Once the user is finished typing their message, the data is automatically encrypted and uploaded anonymously to the Keymochi database, where the team can start to build a user-specific machine-learning algorithm.

To protect privacy, Keymochi does not store what is typed, just how it is typed—the physical cues and the sentiment analysis from PAM.

“We have a rough prototype that we built last semester with exaggerated emotional data based on ourselves,” said Opila. “But now we’re going through the process of extending the technology and we’ll be conducting longer studies with other students.”

So far, the app is able to predict emotions with 82 percent accuracy.


Improving mental health
The idea for Keymochi emerged out of a desire to build a mental health-focused application that could be configured for any number of scenarios. Once they had settled on a direction, the team studied the latest research from institutions such as MIT’s Media Lab to learn more about affective computing.

“The subject is fascinating—subtle changes within someone’s facial expression can change their typing pattern,” said Lu. “After reading that, we started to look into ways to collect emotional data and develop a machine-learning algorithm.”

Because each of us have different ways of typing and forming sentences, Lu added, it would be erroneous for Keymochi to operate with a standardized set of assumptions.

“While there might be a baseline point for each user, over time each user’s unique interactions with their phone would contribute to a personalized data set,” Lu said.

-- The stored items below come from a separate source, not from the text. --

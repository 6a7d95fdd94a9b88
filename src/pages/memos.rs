use crate::api::{ApiError, ApiErrorKind};
use crate::components::ui::{
    Button, ButtonSize, ButtonVariant, Card, CardContent, CardDescription, CardHeader, CardTitle,
    Checkbox, Input, Label, Notice, Spinner, Textarea,
};
use crate::editor::MemoEditor;
use crate::memos;
use crate::models::{Memo, MemoId};
use crate::state::AppContext;
use leptos::ev;
use leptos::logging::error;
use leptos::prelude::*;
use leptos::task::spawn_local;
use leptos_dom::helpers::window_event_listener;

/// Memo page controller. Every action runs one request sequence on the
/// browser event loop and reports through `notice`.
#[derive(Clone, Copy)]
struct MemoBoard {
    app: AppContext,
    memos: RwSignal<Vec<Memo>>,
    loading: RwSignal<bool>,
    submitting: RwSignal<bool>,
    notice: RwSignal<Option<String>>,

    editor: RwSignal<MemoEditor>,
    /// Form fields, mirrored into `editor` on submit.
    title: RwSignal<String>,
    description: RwSignal<String>,
}

impl MemoBoard {
    fn new(app: AppContext) -> Self {
        Self {
            app,
            memos: RwSignal::new(vec![]),
            loading: RwSignal::new(false),
            submitting: RwSignal::new(false),
            notice: RwSignal::new(None),
            editor: RwSignal::new(MemoEditor::default()),
            title: RwSignal::new(String::new()),
            description: RwSignal::new(String::new()),
        }
    }

    fn report(&self, action: &str, e: &ApiError) {
        if e.kind == ApiErrorKind::Network {
            error!("[memos] {} failed: {}", action, e);
        }
        self.notice.set(Some(e.user_message()));
    }

    /// Pushes editor field values into the inputs.
    fn sync_fields(&self) {
        let editor = self.editor.get_untracked();
        self.title.set(editor.title);
        self.description.set(editor.description);
    }

    fn refresh(self) {
        let api_client = self.app.0.api_client.get_untracked();
        self.loading.set(true);

        spawn_local(async move {
            match memos::refresh(&api_client).await {
                Ok(list) => {
                    if self.editor.try_update(|e| e.reconcile(&list)) == Some(true) {
                        self.sync_fields();
                    }
                    self.memos.set(list);
                }
                Err(e) => self.report("list", &e),
            }
            self.loading.set(false);
        });
    }

    fn submit(self) {
        let mut editor = self.editor.get_untracked();
        if !editor.can_submit() {
            return;
        }
        editor.title = self.title.get_untracked();
        editor.description = self.description.get_untracked();
        self.editor.set(editor.clone());

        let action = editor.submit();
        let api_client = self.app.0.api_client.get_untracked();
        self.submitting.set(true);

        spawn_local(async move {
            let result = memos::submit(&api_client, &action).await;
            if let Err(e) = &result {
                if e.is_network() {
                    error!("[memos] save failed: {}", e);
                }
            }

            let outcome = self.editor.try_update(|e| e.settle(&result));
            self.sync_fields();
            if let Some(outcome) = outcome {
                if outcome.notice.is_some() {
                    self.notice.set(outcome.notice);
                }
                if outcome.refresh {
                    self.refresh();
                }
            }
            self.submitting.set(false);
        });
    }

    fn edit(self, id: MemoId) {
        self.editor.update(|e| e.begin_edit(id));
        self.sync_fields();
        let api_client = self.app.0.api_client.get_untracked();

        spawn_local(async move {
            match api_client.get_memo(id).await {
                Ok(memo) => {
                    if self.editor.try_update(|e| e.load(&memo)) == Some(true) {
                        self.sync_fields();
                    }
                }
                Err(e) => {
                    if self.editor.try_update(|ed| ed.abandon(id)) == Some(true) {
                        self.sync_fields();
                    }
                    self.report("fetch", &e);
                }
            }
        });
    }

    fn cancel_edit(self) {
        self.editor.update(|e| e.reset());
        self.sync_fields();
    }

    fn delete(self, id: MemoId) {
        let api_client = self.app.0.api_client.get_untracked();

        spawn_local(async move {
            match memos::delete(&api_client, id).await {
                Ok(message) => {
                    self.notice.set(message);
                    self.refresh();
                }
                Err(e) => self.report("delete", &e),
            }
        });
    }

    fn toggle(self, id: MemoId, checked: bool) {
        let api_client = self.app.0.api_client.get_untracked();

        spawn_local(async move {
            if let Err(e) = memos::toggle_check(&api_client, id, checked).await {
                self.report("check toggle", &e);
            }
            // Either way the list should show what the server holds.
            self.refresh();
        });
    }
}

#[component]
pub fn MemoPage() -> impl IntoView {
    let app_state = expect_context::<AppContext>();
    let board = MemoBoard::new(app_state);
    let editor = board.editor;

    Effect::new(move |_| board.refresh());

    let escape_handle = window_event_listener(ev::keydown, move |ev: web_sys::KeyboardEvent| {
        if ev.key() == "Escape" && editor.get_untracked().is_editing() {
            board.cancel_edit();
        }
    });
    on_cleanup(move || escape_handle.remove());

    let on_submit = move |ev: web_sys::SubmitEvent| {
        ev.prevent_default();
        board.submit();
    };

    view! {
        <div class="mx-auto flex w-full max-w-3xl flex-col gap-4 px-4 py-8">
            <Notice notice=board.notice />

            <Card>
                <CardHeader>
                    <CardTitle attr:id="formTitle">{move || editor.get().heading()}</CardTitle>
                </CardHeader>
                <CardContent>
                    <form id="createMemoForm" class="flex flex-col gap-3" on:submit=on_submit>
                        <div class="flex flex-col gap-1.5">
                            <Label html_for="title">"タイトル"</Label>
                            <Input id="title" placeholder="明日のアジェンダ" bind_value=board.title />
                        </div>
                        <div class="flex flex-col gap-1.5">
                            <Label html_for="description">"詳細"</Label>
                            <Textarea
                                id="description"
                                placeholder="会議で話すトピック"
                                bind_value=board.description
                            />
                        </div>

                        <div class="flex items-center gap-2">
                            <Show when=move || editor.get().shows_create_button() fallback=|| ().into_view()>
                                <Button size=ButtonSize::Sm attr:disabled=move || board.submitting.get()>
                                    "登録"
                                </Button>
                            </Show>
                            <Show when=move || editor.get().shows_update_button() fallback=|| ().into_view()>
                                <Button
                                    size=ButtonSize::Sm
                                    attr:id="updateButton"
                                    attr:disabled=move || board.submitting.get()
                                >
                                    "更新"
                                </Button>
                            </Show>
                            <Show when=move || editor.get().is_editing() fallback=|| ().into_view()>
                                <button
                                    type="button"
                                    class="text-xs text-muted-foreground underline underline-offset-4"
                                    on:click=move |_| board.cancel_edit()
                                >
                                    "キャンセル"
                                </button>
                            </Show>
                            <Show when=move || board.submitting.get() fallback=|| ().into_view()>
                                <Spinner />
                            </Show>
                        </div>
                    </form>
                </CardContent>
            </Card>

            <Card>
                <CardHeader>
                    <CardTitle>"メモ一覧"</CardTitle>
                    <CardDescription>
                        {move || memos::completion_summary(&board.memos.get())}
                    </CardDescription>
                </CardHeader>
                <CardContent>
                    <Show
                        when=move || !board.memos.get().is_empty()
                        fallback=move || view! {
                            <div class="text-xs text-muted-foreground">
                                {move || if board.loading.get() {
                                    "読み込み中..."
                                } else {
                                    "メモはまだありません。"
                                }}
                            </div>
                        }
                    >
                        <table id="memos" class="w-full text-sm">
                            <thead class="text-left text-xs text-muted-foreground">
                                <tr>
                                    <th class="w-8">"完了"</th>
                                    <th>"タイトル"</th>
                                    <th>"詳細"</th>
                                    <th class="w-32"></th>
                                </tr>
                            </thead>
                            <tbody>
                                // Keyed on content so an edited row re-renders.
                                <For
                                    each=move || board.memos.get()
                                    key=|memo| {
                                        (
                                            memo.id,
                                            memo.title.clone(),
                                            memo.description.clone(),
                                            memo.is_check,
                                        )
                                    }
                                    children=move |memo: Memo| view! { <MemoRow memo=memo board=board /> }
                                />

                            </tbody>
                        </table>
                    </Show>
                </CardContent>
            </Card>
        </div>
    }
}

#[component]
fn MemoRow(memo: Memo, board: MemoBoard) -> impl IntoView {
    let id = memo.id;
    let is_check = memo.is_check;
    let checked = Signal::derive(move || {
        board
            .memos
            .with(|list| memos::check_state(list, id))
            .unwrap_or(is_check)
    });
    let selected = move || board.editor.get().selection() == Some(id);

    view! {
        <tr
            class="border-t align-top"
            class:bg-accent=selected
            data-id=id.to_string()
        >
            <td class="py-2">
                <Checkbox
                    aria_label=format!("{} を完了にする", memo.title)
                    checked=checked
                    on_toggle=Callback::new(move |checked| board.toggle(id, checked))
                />
            </td>
            <td class="py-2 font-medium" class:line-through=is_check>{memo.title}</td>
            <td class="py-2 whitespace-pre-wrap text-muted-foreground">{memo.description}</td>
            <td class="py-2">
                <div class="flex justify-end gap-1">
                    <Button
                        variant=ButtonVariant::Ghost
                        size=ButtonSize::Sm
                        on:click=move |_| board.edit(id)
                    >
                        "編集"
                    </Button>
                    <Button
                        variant=ButtonVariant::Destructive
                        size=ButtonSize::Sm
                        on:click=move |_| board.delete(id)
                    >
                        "削除"
                    </Button>
                </div>
            </td>
        </tr>
    }
}
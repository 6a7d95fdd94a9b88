pub mod alert;
pub mod button;
pub mod card;
pub mod checkbox;
pub mod input;
pub mod label;
pub mod spinner;

// Re-export component symbols so callers can `use crate::components::ui::Button` etc.
pub use alert::*;
pub use button::*;
pub use card::*;
pub use checkbox::*;
pub use input::*;
pub use label::*;
pub use spinner::*;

Providing emotional support
Eventually, the Keymochi team hopes their app will be able to apply circumstantial information for a more accurate emotional reading.

“If someone is sitting on the subway or at their desk in an office, we’d also collect the contextual data, like the location and the time, to enhance the machine learning results,” said Lin.

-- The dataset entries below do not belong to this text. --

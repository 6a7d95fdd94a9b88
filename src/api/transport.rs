use super::{ApiError, ApiResult};
use async_trait::async_trait;
use reqwest::header::{AUTHORIZATION, CONTENT_TYPE};
use reqwest::Method;

#[derive(Clone, Debug, PartialEq)]
pub(crate) enum RequestBody {
    Empty,
    Json(serde_json::Value),
    /// `application/x-www-form-urlencoded` fields, in order.
    Form(Vec<(String, String)>),
}

impl RequestBody {
    /// Content type and encoded payload, or `None` for bodiless requests.
    pub fn encode(&self) -> Option<(&'static str, String)> {
        match self {
            RequestBody::Empty => None,
            RequestBody::Json(v) => Some(("application/json", v.to_string())),
            RequestBody::Form(fields) => {
                let encoded = fields
                    .iter()
                    .map(|(k, v)| format!("{}={}", urlencoding::encode(k), urlencoding::encode(v)))
                    .collect::<Vec<_>>()
                    .join("&");
                Some(("application/x-www-form-urlencoded", encoded))
            }
        }
    }

    #[cfg(test)]
    pub fn json(&self) -> Option<&serde_json::Value> {
        match self {
            RequestBody::Json(v) => Some(v),
            _ => None,
        }
    }
}

#[derive(Clone, Debug)]
pub(crate) struct ApiRequest {
    pub method: Method,
    pub path: String,
    pub body: RequestBody,
    /// Bearer token to attach, already checked against the token store.
    pub bearer: Option<String>,
}

#[derive(Clone, Debug)]
pub(crate) struct RawResponse {
    pub status: u16,
    pub body: String,
}

impl RawResponse {
    pub fn is_success(&self) -> bool {
        (200..300).contains(&self.status)
    }
}

/// One HTTP round trip. Implementations report only transport failures as
/// errors; every HTTP status comes back as a [`RawResponse`].
#[async_trait(?Send)]
pub(crate) trait HttpTransport {
    async fn send(&self, url: &str, request: &ApiRequest) -> ApiResult<RawResponse>;
}

/// Browser `fetch` (via reqwest's wasm backend) or native HTTP.
#[derive(Clone, Copy, Debug, Default)]
pub(crate) struct ReqwestTransport;

#[async_trait(?Send)]
impl HttpTransport for ReqwestTransport {
    async fn send(&self, url: &str, request: &ApiRequest) -> ApiResult<RawResponse> {
        let client = reqwest::Client::new();
        let mut req = client.request(request.method.clone(), url);

        if let Some(token) = &request.bearer {
            req = req.header(AUTHORIZATION, format!("Bearer {}", token));
        }
        if let Some((content_type, body)) = request.body.encode() {
            req = req.header(CONTENT_TYPE, content_type).body(body);
        }

        let res = req.send().await.map_err(ApiError::network)?;
        let status = res.status().as_u16();
        let body = res.text().await.map_err(ApiError::network)?;

        Ok(RawResponse { status, body })
    }
}

#[cfg(test)]
mod tests {
    use super::*;

    #[test]
    fn test_form_body_is_url_encoded() {
        let body = RequestBody::Form(vec![
            ("username".to_string(), "user 1".to_string()),
            ("password".to_string(), "p&ss=word".to_string()),
        ]);
        let (content_type, encoded) = body.encode().expect("form has a body");
        assert_eq!(content_type, "application/x-www-form-urlencoded");
        assert_eq!(encoded, "username=user%201&password=p%26ss%3Dword");
    }

    #[test]
    fn test_empty_body_encodes_to_nothing() {
        assert!(RequestBody::Empty.encode().is_none());
    }

    #[test]
    fn test_json_body_encodes_as_json() {
        let body = RequestBody::Json(serde_json::json!({"title": "A"}));
        let (content_type, encoded) = body.encode().expect("json has a body");
        assert_eq!(content_type, "application/json");
        assert_eq!(encoded, r#"{"title":"A"}"#);
    }

    #[test]
    fn test_raw_response_success_range() {
        let ok = RawResponse {
            status: 201,
            body: String::new(),
        };
        let redirect = RawResponse {
            status: 302,
            body: String::new(),
        };
        assert!(ok.is_success());
        assert!(!redirect.is_success());
    }
}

This, in turn, could support other connected experiences. For example, if Keymochi detects someone is sad—when that person walks into their home, Opila noted, the lights might adjust to a more cheerful brightness or a connected device could play their favorite song.


From left to right: Claire Opila, Hsiao-Ching Lin, Huai-Che Lu

Commercial applications
Though the team had originally been developing an application for the mental health field, rigorous testing and feedback from Cornell Tech mentors and students made them consider a wider range of use cases for the application.

“We know that companies often record conversations when customer service agents talk to customers,” said Lin. “With the Keymochi keyboard, agents might be able to understand ahead of time what kind of mood the customer is in—and make recommendations for appropriate actions and dialogue during the call. At the very least, it could help a customer service agent be prepared for a difficult experience.”

Lu said he hopes that Keymochi could eventually be a customizable customer service tool, so that many different companies can use it for various needs.

“We’re thinking about creating a software development kit that developers can use for their own apps,” said Lu. “By implementing our application, it would help software companies learn more about their own customers and help them develop a better product.”

As the team continues to build out the app, one thing is for certain: Applying affective computing to everyday life represents an enormous opportunity.

“There’s a market exploding for emotionally-driven services and communications,” said Opila. “With this highly personalized system that’s tailored to the user, we can understand someone’s emotions in a variety of situations throughout the day.”